What to produce: In the listing below, find the line containing "value_parser = clap::value_parser!(u32).range(1..=32)" and the line containing "for _ in 0..cli.count". Repeat exactly those two lines and every line between them.

Provided entries:
•••
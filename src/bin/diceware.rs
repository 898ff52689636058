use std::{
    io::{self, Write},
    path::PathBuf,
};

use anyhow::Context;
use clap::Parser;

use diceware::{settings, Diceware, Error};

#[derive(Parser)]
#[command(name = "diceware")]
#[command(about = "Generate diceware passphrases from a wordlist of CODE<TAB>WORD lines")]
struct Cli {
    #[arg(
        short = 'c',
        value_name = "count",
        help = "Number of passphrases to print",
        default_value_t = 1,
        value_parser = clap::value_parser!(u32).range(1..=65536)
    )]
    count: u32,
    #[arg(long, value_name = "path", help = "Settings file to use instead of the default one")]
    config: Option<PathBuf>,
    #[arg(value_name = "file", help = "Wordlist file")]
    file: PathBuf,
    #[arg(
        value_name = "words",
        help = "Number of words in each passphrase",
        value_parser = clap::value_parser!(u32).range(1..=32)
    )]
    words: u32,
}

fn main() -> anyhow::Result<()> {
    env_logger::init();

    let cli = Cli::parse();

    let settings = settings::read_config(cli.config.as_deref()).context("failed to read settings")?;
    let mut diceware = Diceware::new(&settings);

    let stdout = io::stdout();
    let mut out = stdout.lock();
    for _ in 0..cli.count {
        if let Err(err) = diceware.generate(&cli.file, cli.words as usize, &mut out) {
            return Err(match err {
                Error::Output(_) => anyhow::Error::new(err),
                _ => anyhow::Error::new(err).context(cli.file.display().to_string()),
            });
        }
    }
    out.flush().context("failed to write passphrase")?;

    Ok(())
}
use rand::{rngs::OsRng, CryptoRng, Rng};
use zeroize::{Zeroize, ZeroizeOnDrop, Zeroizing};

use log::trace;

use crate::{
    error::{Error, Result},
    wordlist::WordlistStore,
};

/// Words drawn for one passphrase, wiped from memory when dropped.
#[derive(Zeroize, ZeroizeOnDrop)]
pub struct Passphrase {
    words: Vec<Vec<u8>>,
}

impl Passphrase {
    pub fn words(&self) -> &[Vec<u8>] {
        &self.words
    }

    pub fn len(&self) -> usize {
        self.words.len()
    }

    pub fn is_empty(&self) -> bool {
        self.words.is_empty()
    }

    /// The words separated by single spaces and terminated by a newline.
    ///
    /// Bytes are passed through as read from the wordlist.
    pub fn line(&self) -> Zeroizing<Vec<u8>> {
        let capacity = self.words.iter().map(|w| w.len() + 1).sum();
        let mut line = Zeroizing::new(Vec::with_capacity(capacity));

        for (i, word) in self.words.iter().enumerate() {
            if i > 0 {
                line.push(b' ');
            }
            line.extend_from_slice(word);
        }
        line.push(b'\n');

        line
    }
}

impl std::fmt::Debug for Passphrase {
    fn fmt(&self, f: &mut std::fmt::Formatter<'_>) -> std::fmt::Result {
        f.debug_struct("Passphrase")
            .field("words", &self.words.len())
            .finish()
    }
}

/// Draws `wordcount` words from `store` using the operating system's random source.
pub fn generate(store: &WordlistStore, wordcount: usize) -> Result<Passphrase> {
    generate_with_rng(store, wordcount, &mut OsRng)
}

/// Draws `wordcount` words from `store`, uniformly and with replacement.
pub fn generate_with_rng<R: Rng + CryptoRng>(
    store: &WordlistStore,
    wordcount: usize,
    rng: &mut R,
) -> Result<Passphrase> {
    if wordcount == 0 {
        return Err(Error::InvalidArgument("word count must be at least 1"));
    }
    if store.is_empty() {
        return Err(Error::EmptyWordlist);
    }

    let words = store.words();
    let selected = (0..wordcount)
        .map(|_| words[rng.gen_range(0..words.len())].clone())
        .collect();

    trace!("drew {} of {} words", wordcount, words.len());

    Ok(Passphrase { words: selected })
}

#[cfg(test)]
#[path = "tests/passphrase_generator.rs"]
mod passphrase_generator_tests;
•••
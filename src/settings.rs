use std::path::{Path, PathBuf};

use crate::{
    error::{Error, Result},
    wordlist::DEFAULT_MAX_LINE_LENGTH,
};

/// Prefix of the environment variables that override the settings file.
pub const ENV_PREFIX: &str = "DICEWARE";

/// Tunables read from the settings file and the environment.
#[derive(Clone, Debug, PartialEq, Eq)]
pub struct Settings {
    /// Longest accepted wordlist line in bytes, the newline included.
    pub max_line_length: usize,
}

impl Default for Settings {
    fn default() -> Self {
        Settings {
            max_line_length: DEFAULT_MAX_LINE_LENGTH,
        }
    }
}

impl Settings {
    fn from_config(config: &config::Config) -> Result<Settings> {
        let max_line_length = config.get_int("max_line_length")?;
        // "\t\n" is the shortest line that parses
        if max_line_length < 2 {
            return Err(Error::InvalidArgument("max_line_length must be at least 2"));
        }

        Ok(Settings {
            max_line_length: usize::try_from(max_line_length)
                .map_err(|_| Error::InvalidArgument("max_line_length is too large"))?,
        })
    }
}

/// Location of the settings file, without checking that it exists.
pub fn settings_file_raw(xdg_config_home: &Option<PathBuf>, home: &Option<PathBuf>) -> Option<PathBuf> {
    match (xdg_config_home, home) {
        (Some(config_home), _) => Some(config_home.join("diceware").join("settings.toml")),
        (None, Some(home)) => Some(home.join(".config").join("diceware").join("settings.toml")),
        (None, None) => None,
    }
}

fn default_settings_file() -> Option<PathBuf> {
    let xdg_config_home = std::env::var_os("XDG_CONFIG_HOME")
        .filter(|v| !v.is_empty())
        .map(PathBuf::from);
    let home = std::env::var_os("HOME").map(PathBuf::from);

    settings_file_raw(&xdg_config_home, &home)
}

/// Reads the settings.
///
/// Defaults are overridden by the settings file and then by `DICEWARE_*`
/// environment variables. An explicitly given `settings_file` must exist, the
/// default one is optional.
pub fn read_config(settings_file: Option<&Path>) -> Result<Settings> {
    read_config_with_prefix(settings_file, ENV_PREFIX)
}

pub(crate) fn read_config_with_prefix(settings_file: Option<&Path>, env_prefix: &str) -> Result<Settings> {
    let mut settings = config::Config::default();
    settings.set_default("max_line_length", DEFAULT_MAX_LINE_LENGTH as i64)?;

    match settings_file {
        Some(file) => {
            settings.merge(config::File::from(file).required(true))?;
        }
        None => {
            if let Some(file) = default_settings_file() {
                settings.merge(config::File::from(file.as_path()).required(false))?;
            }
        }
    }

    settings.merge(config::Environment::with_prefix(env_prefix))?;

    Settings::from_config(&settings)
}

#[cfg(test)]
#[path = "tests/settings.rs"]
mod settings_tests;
•••
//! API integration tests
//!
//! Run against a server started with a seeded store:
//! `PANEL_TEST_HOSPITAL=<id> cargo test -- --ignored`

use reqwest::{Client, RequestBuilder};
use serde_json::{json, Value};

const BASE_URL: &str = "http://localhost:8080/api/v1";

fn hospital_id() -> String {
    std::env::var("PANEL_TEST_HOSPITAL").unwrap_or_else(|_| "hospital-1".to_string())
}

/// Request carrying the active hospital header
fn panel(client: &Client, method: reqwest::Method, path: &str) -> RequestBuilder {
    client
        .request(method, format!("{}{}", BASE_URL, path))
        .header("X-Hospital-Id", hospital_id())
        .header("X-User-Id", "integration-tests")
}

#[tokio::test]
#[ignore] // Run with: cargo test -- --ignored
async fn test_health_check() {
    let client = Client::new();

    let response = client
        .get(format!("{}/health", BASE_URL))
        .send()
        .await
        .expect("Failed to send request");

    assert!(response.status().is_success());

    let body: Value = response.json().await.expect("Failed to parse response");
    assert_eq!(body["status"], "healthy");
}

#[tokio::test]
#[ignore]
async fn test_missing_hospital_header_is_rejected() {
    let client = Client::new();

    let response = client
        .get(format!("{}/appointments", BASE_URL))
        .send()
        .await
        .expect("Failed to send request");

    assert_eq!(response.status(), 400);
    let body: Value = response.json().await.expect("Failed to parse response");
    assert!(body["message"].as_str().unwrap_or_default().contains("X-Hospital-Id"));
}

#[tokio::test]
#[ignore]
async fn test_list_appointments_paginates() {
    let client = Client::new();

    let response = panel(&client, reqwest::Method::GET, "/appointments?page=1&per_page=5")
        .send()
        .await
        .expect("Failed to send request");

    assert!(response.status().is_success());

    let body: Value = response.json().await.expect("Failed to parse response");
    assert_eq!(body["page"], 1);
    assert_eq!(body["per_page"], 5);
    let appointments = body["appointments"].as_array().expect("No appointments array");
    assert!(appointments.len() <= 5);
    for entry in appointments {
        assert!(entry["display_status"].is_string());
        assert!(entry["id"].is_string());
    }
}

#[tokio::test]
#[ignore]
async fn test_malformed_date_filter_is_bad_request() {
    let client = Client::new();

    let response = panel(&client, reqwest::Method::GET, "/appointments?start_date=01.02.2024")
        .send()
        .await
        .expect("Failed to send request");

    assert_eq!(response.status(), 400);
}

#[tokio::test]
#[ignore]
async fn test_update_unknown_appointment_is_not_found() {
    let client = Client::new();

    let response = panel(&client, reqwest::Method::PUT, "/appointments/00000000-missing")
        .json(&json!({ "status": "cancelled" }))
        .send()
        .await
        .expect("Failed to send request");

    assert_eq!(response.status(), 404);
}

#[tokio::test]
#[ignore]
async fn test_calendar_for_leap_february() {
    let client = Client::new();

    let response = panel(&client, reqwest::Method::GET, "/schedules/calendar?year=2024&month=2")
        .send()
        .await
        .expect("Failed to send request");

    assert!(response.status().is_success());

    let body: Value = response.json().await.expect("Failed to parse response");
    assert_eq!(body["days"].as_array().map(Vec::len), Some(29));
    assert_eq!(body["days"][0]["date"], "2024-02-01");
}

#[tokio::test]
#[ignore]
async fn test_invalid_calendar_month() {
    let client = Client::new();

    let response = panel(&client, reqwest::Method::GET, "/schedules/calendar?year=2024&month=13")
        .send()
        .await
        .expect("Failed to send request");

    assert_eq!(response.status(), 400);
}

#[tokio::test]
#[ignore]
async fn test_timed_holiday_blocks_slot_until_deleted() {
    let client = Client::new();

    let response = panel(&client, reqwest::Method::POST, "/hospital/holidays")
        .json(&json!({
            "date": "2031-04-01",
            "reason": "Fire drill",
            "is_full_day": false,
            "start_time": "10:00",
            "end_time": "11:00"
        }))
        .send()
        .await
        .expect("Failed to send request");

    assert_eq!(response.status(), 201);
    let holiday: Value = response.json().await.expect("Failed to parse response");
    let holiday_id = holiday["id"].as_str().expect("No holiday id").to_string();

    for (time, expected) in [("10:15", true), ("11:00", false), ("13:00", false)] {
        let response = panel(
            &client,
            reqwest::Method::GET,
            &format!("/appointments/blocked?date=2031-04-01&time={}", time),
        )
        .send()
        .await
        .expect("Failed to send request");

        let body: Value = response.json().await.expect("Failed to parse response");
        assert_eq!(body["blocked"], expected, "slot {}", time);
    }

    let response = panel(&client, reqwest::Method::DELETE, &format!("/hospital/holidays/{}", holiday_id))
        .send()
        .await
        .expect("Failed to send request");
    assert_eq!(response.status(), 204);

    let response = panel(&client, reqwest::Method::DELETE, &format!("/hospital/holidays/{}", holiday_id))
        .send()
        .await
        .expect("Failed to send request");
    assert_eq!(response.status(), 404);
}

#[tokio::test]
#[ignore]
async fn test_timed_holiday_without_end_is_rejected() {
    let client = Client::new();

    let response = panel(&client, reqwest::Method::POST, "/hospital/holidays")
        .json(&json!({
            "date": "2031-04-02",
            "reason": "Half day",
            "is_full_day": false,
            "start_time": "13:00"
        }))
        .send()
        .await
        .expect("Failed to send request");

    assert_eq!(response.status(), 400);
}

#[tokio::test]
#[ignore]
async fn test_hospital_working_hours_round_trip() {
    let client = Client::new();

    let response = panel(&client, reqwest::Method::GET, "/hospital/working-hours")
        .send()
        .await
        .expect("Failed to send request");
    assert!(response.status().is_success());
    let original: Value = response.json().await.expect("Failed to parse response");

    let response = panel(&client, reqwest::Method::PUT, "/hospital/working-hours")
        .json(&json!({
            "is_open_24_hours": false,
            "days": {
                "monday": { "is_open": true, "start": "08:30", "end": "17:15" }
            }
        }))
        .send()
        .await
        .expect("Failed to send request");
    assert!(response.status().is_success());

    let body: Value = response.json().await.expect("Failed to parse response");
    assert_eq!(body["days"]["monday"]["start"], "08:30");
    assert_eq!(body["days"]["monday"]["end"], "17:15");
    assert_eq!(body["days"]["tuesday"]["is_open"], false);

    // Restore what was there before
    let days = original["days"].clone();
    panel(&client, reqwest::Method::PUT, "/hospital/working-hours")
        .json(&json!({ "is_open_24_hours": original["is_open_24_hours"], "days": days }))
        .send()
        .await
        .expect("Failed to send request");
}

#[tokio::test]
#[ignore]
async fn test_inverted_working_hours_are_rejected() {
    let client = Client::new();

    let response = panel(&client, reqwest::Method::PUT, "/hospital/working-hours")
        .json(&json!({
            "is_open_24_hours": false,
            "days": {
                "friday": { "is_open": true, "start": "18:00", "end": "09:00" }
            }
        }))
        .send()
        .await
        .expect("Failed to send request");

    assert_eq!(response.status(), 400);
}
•••
Finished exercise:
        value_parser = clap::value_parser!(u32).range(1..=32)
    )]
    words: u32,
}

fn main() -> anyhow::Result<()> {
    env_logger::init();

    let cli = Cli::parse();

    let settings = settings::read_config(cli.config.as_deref()).context("failed to read settings")?;
    let mut diceware = Diceware::new(&settings);

    let stdout = io::stdout();
    let mut out = stdout.lock();
    for _ in 0..cli.count {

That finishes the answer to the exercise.